C’era già qualcuno a scommettere che il Bitcoin potesse diventare una sorta di riserva aurea dematerializzata, ovvero un bene rifugio senza la «solidità» (soldo, come è noto, deriva da solidus) dell’oro, moneta-merce per eccellenza fin dall’antichità.

Complice, anche questa volta, come tre anni fa, un nuovo record della più nota delle criptovalute: quarantamila dollari per ogni Bitcoin (+400% in un anno). Euforia che però è durata poco. Ora il timore è che la caduta possa avvenire troppo repentinamente, stante il crollo del 21% delle sue quotazioni in soli due giorni, con impatti imprevedibili su altri strumenti negoziabili.

Ma come si spiega l’impennata dei giorni scorsi? C’entra certamente la pandemia e il lavoro che stanno facendo da un capo all’altro del pianeta le principali banche centrali. La liquidità è tanta, ma i rendimenti degli assets tradizionali, a cominciare dalle obbligazioni statali, sono troppo bassi.

Guardiamo al caso italiano: le prime emissioni dell’anno di Btp hanno fatto registrare una domanda dieci volte superiore all’offerta e tassi di interesse prossimi o addirittura sotto allo zero (investitori che pagano per tenere i soldi nei nostri titoli). Non certo un quadro allettante per speculatori più temerari, tenuto conto anche del deprezzamento del «biglietto verde» rispetto ad altre monete forti ed all’euro in particolare.

È bastato quindi che un colosso finanziario come JP Morgan, attraverso i suoi analisti, parlasse di un Bitcoin a 150 mila dollari nel lungo periodo che subito un gran numero di investitori frustrati dall’attuale flemma dei mercati finanziari è stato colto da una sorta di nuova «febbre dell’oro». Miraggio di facili e favolosi guadagni in tempi relativamente corti.

L’avvento dell’informatica ha rivoluzionato il mondo della finanza. Tutto quello che chiamiamo denaro oggi è in gran parte rappresentato da serie numeriche che camminano su piattaforme digitali. Da questo punto di vista, le criptovalute sono solo l’ultima frontiera del denaro digitale. E come tali possono integrare la struttura di altri strumenti finanziari negoziati sui mercati ufficiali quanto su quelli «ombra» (Shadow Banking System), fino ai mercati «illegali» gestiti dalla «criminalità finanziaria». Ne è prova la crescita impetuosa negli ultimi anni di strumenti derivati aventi come sottostante, per l’appunto, le principali criptovalute del pianeta (Bitcoin ed Ethereum, soprattutto).

Alcuni numeri. Nell’anno che si è appena concluso il volume di scambi mensili sulla sola piattaforma Deribit, una delle tante piattaforme che offrono futures su Bitcoin, aveva raggiunto i due miliardi di dollari. Niente a confronto con quello che è accaduto nei giorni scorsi, quando Binance, il più grande exchange di criptovalute al mondo, ha fatto registrare in un solo giorno un volume di scambi, comprensivo di contratti derivati, pari a 80 miliardi di dollari. Cifre da capogiro, che dimostrano come le criptovalute siano diventate ormai parte integrante e sostanziale del grande gioco speculativo a livello mondiale.

Dicevamo della pandemia. Essa ci lascerà in eredità non soltanto buchi economici da colmare, ma anche tanta liquidità da smaltire. Il Quantitative easing sta tenendo i tassi bassi, ma proprio per questo la grande liquidità di cui dispongono le banche sta prendendo sempre più la strada di investimenti arrischiati. È più facile guadagnare così che prestando i soldi a famiglie ed imprese. E infatti, uno dei limiti principali della politica monetaria espansiva di questi anni è stato proprio la sua scarsa trasmissibilità all’economia reale (la vecchia «trappola della liquidità» ).

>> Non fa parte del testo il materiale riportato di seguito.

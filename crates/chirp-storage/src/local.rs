use crate::traits::{Storage, StorageError, StorageResult};
use async_trait::async_trait;
use chirp_core::StorageBackend;
use std::path::{Path, PathBuf};
use tokio::fs;
use tokio::io::AsyncWriteExt;

/// Local filesystem storage implementation
///
/// Used for development runs and as the test double for pipeline tests.
#[derive(Clone)]
pub struct LocalStorage {
    base_path: PathBuf,
    base_url: Option<String>,
}

impl LocalStorage {
    /// Create a new LocalStorage instance
    ///
    /// # Arguments
    /// * `base_path` - Root directory for object storage
    /// * `base_url` - Optional base URL used when rendering object URIs
    pub async fn new(
        base_path: impl Into<PathBuf>,
        base_url: Option<String>,
    ) -> StorageResult<Self> {
        let base_path = base_path.into();

        fs::create_dir_all(&base_path).await.map_err(|e| {
            StorageError::ConfigError(format!(
                "Failed to create storage directory {}: {}",
                base_path.display(),
                e
            ))
        })?;

        Ok(LocalStorage {
            base_path,
            base_url,
        })
    }

    /// Convert storage key to filesystem path with traversal validation.
    fn key_to_path(&self, key: &str) -> StorageResult<PathBuf> {
        if key.contains("..") || key.starts_with('/') {
            return Err(StorageError::InvalidKey(
                "Storage key contains invalid characters".to_string(),
            ));
        }
        Ok(self.base_path.join(key))
    }

    async fn ensure_parent_dir(&self, path: &Path) -> StorageResult<()> {
        if let Some(parent) = path.parent() {
            fs::create_dir_all(parent).await?;
        }
        Ok(())
    }
}

#[async_trait]
impl Storage for LocalStorage {
    async fn put(&self, key: &str, data: Vec<u8>, _content_type: &str) -> StorageResult<String> {
        let path = self.key_to_path(key)?;
        let size = data.len();

        self.ensure_parent_dir(&path).await?;

        let start = std::time::Instant::now();

        let mut file = fs::File::create(&path).await.map_err(|e| {
            StorageError::UploadFailed(format!("Failed to create file {}: {}", path.display(), e))
        })?;

        file.write_all(&data).await.map_err(|e| {
            StorageError::UploadFailed(format!("Failed to write file {}: {}", path.display(), e))
        })?;

        file.sync_all().await.map_err(|e| {
            StorageError::UploadFailed(format!("Failed to sync file {}: {}", path.display(), e))
        })?;

        tracing::info!(
            path = %path.display(),
            key = %key,
            size_bytes = size,
            duration_ms = start.elapsed().as_secs_f64() * 1000.0,
            "Local storage upload successful"
        );

        Ok(self.uri(key))
    }

    async fn get(&self, key: &str) -> StorageResult<Vec<u8>> {
        let path = self.key_to_path(key)?;

        if !fs::try_exists(&path).await.unwrap_or(false) {
            return Err(StorageError::NotFound(key.to_string()));
        }

        let data = fs::read(&path).await.map_err(|e| {
            StorageError::DownloadFailed(format!("Failed to read file {}: {}", path.display(), e))
        })?;

        tracing::debug!(
            path = %path.display(),
            key = %key,
            size_bytes = data.len(),
            "Local storage download successful"
        );

        Ok(data)
    }

    async fn exists(&self, key: &str) -> StorageResult<bool> {
        let path = self.key_to_path(key)?;
        Ok(fs::try_exists(&path).await.unwrap_or(false))
    }

    async fn list(&self, prefix: &str) -> StorageResult<Vec<String>> {
        // Walk the tree under base_path and keep keys matching the prefix.
        let mut keys = Vec::new();
        let mut pending = vec![self.base_path.clone()];

        while let Some(dir) = pending.pop() {
            let mut entries = match fs::read_dir(&dir).await {
                Ok(entries) => entries,
                Err(_) => continue,
            };
            while let Some(entry) = entries
                .next_entry()
                .await
                .map_err(|e| StorageError::BackendError(e.to_string()))?
            {
                let path = entry.path();
                if path.is_dir() {
                    pending.push(path);
                } else if let Ok(relative) = path.strip_prefix(&self.base_path) {
                    let key = relative
                        .components()
                        .map(|c| c.as_os_str().to_string_lossy())
                        .collect::<Vec<_>>()
                        .join("/");
                    if key.starts_with(prefix) {
                        keys.push(key);
                    }
                }
            }
        }

        keys.sort();
        Ok(keys)
    }

    fn uri(&self, key: &str) -> String {
        match &self.base_url {
            Some(base) => format!("{}/{}", base.trim_end_matches('/'), key),
            None => format!("file://{}", self.base_path.join(key).display()),
        }
    }

    fn backend_type(&self) -> StorageBackend {
        StorageBackend::Local
    }
}

#[cfg(test)]
mod tests {
    use super::*;
    use tempfile::tempdir;

    #[tokio::test]
    async fn test_local_storage_put_get() {
        let dir = tempdir().unwrap();
        let storage = LocalStorage::new(dir.path(), None).await.unwrap();

        let data = b"test data".to_vec();
        let uri = storage
            .put("raw-audio/veery/XC1.mp3", data.clone(), "audio/mpeg")
            .await
            .unwrap();

        assert!(uri.contains("XC1.mp3"));

        let downloaded = storage.get("raw-audio/veery/XC1.mp3").await.unwrap();
        assert_eq!(data, downloaded);
    }

    #[tokio::test]
    async fn test_get_missing_key_is_not_found() {
        let dir = tempdir().unwrap();
        let storage = LocalStorage::new(dir.path(), None).await.unwrap();

        let result = storage.get("raw-audio/veery/XC404.mp3").await;
        assert!(matches!(result, Err(StorageError::NotFound(_))));
    }

    #[tokio::test]
    async fn test_path_traversal_rejected() {
        let dir = tempdir().unwrap();
        let storage = LocalStorage::new(dir.path(), None).await.unwrap();

        let result = storage.get("../../../etc/passwd").await;
        assert!(matches!(result, Err(StorageError::InvalidKey(_))));

        let result = storage.exists("/etc/passwd").await;
        assert!(matches!(result, Err(StorageError::InvalidKey(_))));
    }

    #[tokio::test]
    async fn test_exists() {
        let dir = tempdir().unwrap();
        let storage = LocalStorage::new(dir.path(), None).await.unwrap();

        storage
            .put("metadata/recordings_metadata.json", b"[]".to_vec(), "application/json")
            .await
            .unwrap();

        assert!(storage.exists("metadata/recordings_metadata.json").await.unwrap());
        assert!(!storage.exists("metadata/missing.json").await.unwrap());
    }

    #[tokio::test]
    async fn test_list_by_prefix() {
        let dir = tempdir().unwrap();
        let storage = LocalStorage::new(dir.path(), None).await.unwrap();

        for key in [
            "raw-audio/veery/XC1.mp3",
            "raw-audio/veery/XC2.mp3",
            "raw-audio/wood_thrush/XC3.mp3",
            "spectrograms/veery/XC1.png",
        ] {
            storage.put(key, b"x".to_vec(), "audio/mpeg").await.unwrap();
        }

        let keys = storage.list("raw-audio/veery/").await.unwrap();
        assert_eq!(
            keys,
            vec![
                "raw-audio/veery/XC1.mp3".to_string(),
                "raw-audio/veery/XC2.mp3".to_string(),
            ]
        );
    }

    #[tokio::test]
    async fn test_uri_uses_base_url_when_configured() {
        let dir = tempdir().unwrap();
        let storage = LocalStorage::new(
            dir.path(),
            Some("http://localhost:3000/objects/".to_string()),
        )
        .await
        .unwrap();

        assert_eq!(
            storage.uri("metadata/recordings_metadata.csv"),
            "http://localhost:3000/objects/metadata/recordings_metadata.csv"
        );
    }
}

La discesa vorticosa delle quotazioni del Bitcoin dopo il boom dei giorni scorsi forse ridimensionerà le aspettative troppo ottimistiche degli investitori, ma il tema di come mettere ordine nel mercato dei soldi, oggi arricchito dalla criptovalute, rimane. Anche perché lo scoppio di alcune bolle finanziarie – l’economia va male ma le borse continuano a tirare – potrebbe coincidere con una moltiplicazione delle insolvenze di imprese e famiglie a causa della crisi indotta dalla pandemia (un rischio paventato dalla stessa Bce nei giorni scorsi). A quel punto saremmo davanti ad una tempesta perfetta, dalle conseguenze davvero imponderabili.